Ya estamos en diciembre, en menos de veinte días se acercan esas fechas entrañables, felices, mágicas… y deprimentes, estresantes, consumistas, irracionales.

Independientemente de los sentimientos que te produzcan dichas fechas, la mayoría de nosotros las aprovecha como excusa para pasar un tiempo con la familia: con los padres, abuelos, tíos a los que ves una vez en varios años, los pequeños de la familia.

Y todo va bien con la familia, hasta que te metes de lleno en conversaciones de las que te encantaría prescindir.

Como escéptico o ateo, siempre hay algún tema incómodo en el que no puedes dar rienda suelta a tus argumentaciones; bien porque el interlocutor se va a enfadar (recuerda que son familia, y quieres que sigan hablándote), bien porque no te entiende o no te quiere entender, o bien porque es mayor que tú y lo soluciona con un “tú qué sabrás, mocoso”.

En este post os contaremos las situaciones más comunes a las que nos podemos enfrentar.

Pero cuidado: mantente relajado durante toda la conversación, no te enfades por muy absurdos que sean los argumentos de la otra parte o habrás perdido; ten en cuenta que no todo el mundo sabe de todo y que hasta tú (sí, tú, señor escéptico) te puedes equivocar, acepta tus errores; si es el otro el que se enfada y quiere finalizar la conversación, enhorabuena, le has hecho dudar y sus creencias se tambalean.

Vamos allá con la guía científico-escéptico-atea para no morir de una úlcera en estas fiestas:

Situación número 1: el abuelo cascarrabias o antes se vivía mejor.

Es un clásico, sobre todo en temas como la medicina: “antes estábamos todos más sanos, no había tantas enfermedades raras”, “en mis tiempos no había tanto cáncer”. O con la comida: “cuando yo era joven la fruta era más sabrosa”, “ahora toda la comida está tratada con un montón de aditivos que nos hacen daño”.

Hace unos años no estábamos más sanos, simplemente había medios menos avanzados para el diagnóstico de enfermedades, por eso las más raras no se detectaban… y la gente moría sin saber por qué.
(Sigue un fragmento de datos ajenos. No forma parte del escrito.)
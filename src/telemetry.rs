//! Logging initialization for harness runs
//!
//! Scenario runs log through `tracing`. Spans for the deployment itself are
//! emitted by the provisioner towards its own collector; the harness only
//! writes structured log lines.

use thiserror::Error;
use tracing_subscriber::layer::SubscriberExt;
use tracing_subscriber::util::SubscriberInitExt;
use tracing_subscriber::EnvFilter;

/// Default filter when `RUST_LOG` is unset
pub const DEFAULT_FILTER: &str = "info,eks_harness=debug,kube=info,tower=warn,hyper=warn";

/// Errors that can occur during logging initialization
#[derive(Debug, Error)]
pub enum TelemetryError {
    /// Failed to initialize tracing subscriber
    #[error("failed to initialize tracing subscriber: {0}")]
    SubscriberInit(String),
}

/// Output format of harness logs
#[derive(Debug, Clone, Copy, Default, PartialEq, Eq)]
pub enum LogFormat {
    /// Human readable lines
    #[default]
    Pretty,
    /// One JSON object per line, for CI log ingestion
    Json,
}

/// Configuration for logging initialization
#[derive(Debug, Clone, Default)]
pub struct LogConfig {
    /// Line format
    pub format: LogFormat,
    /// Route output through the test writer so `cargo test` captures it
    pub test_writer: bool,
}

impl LogConfig {
    /// Settings for integration tests
    pub fn for_tests() -> Self {
        Self {
            format: LogFormat::Pretty,
            test_writer: true,
        }
    }

    /// Honour `EKS_HARNESS_LOG_FORMAT=json`
    pub fn from_env() -> Self {
        let format = match std::env::var("EKS_HARNESS_LOG_FORMAT").as_deref() {
            Ok("json") => LogFormat::Json,
            _ => LogFormat::Pretty,
        };
        Self {
            format,
            test_writer: false,
        }
    }
}

/// Install the global subscriber
///
/// Fails if a subscriber is already installed; callers that may race (tests)
/// should ignore the error.
pub fn init_logging(config: &LogConfig) -> Result<(), TelemetryError> {
    let env_filter =
        EnvFilter::try_from_default_env().unwrap_or_else(|_| EnvFilter::new(DEFAULT_FILTER));

    let registry = tracing_subscriber::registry().with(env_filter);

    let result = match (config.format, config.test_writer) {
        (LogFormat::Json, true) => registry
            .with(
                tracing_subscriber::fmt::layer()
                    .json()
                    .with_current_span(true)
                    .with_test_writer(),
            )
            .try_init(),
        (LogFormat::Json, false) => registry
            .with(
                tracing_subscriber::fmt::layer()
                    .json()
                    .with_current_span(true)
                    .with_target(true),
            )
            .try_init(),
        (LogFormat::Pretty, true) => registry
            .with(tracing_subscriber::fmt::layer().with_test_writer())
            .try_init(),
        (LogFormat::Pretty, false) => registry
            .with(tracing_subscriber::fmt::layer().with_target(true))
            .try_init(),
    };

    result.map_err(|e: tracing_subscriber::util::TryInitError| {
        TelemetryError::SubscriberInit(e.to_string())
    })
}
En la actualidad la esperanza de vida está en torno a los 78 años, hace 50 años estaba entre los 50 y los 65. ¿Seguro que estábamos más sanos?

La fruta y la verdura no eran más sabrosas que ahora. La explicación está en que hace años se tendía a comer más fruta y verdura de temporada, debido a que la logística y los métodos de cultivo estaban menos desarrollados que ahora. No es lo mismo recoger una manzana a 10 kilómetros de donde se va a consumir, que recogerla a 10000 kilómetros. Cuanto mayor sea la distancia al punto de consumo mayor riesgo habrá de que la fruta se estropee, con lo cual se recoge antes de que madure, se almacena en cámaras de conservación y finalmente madura por el camino.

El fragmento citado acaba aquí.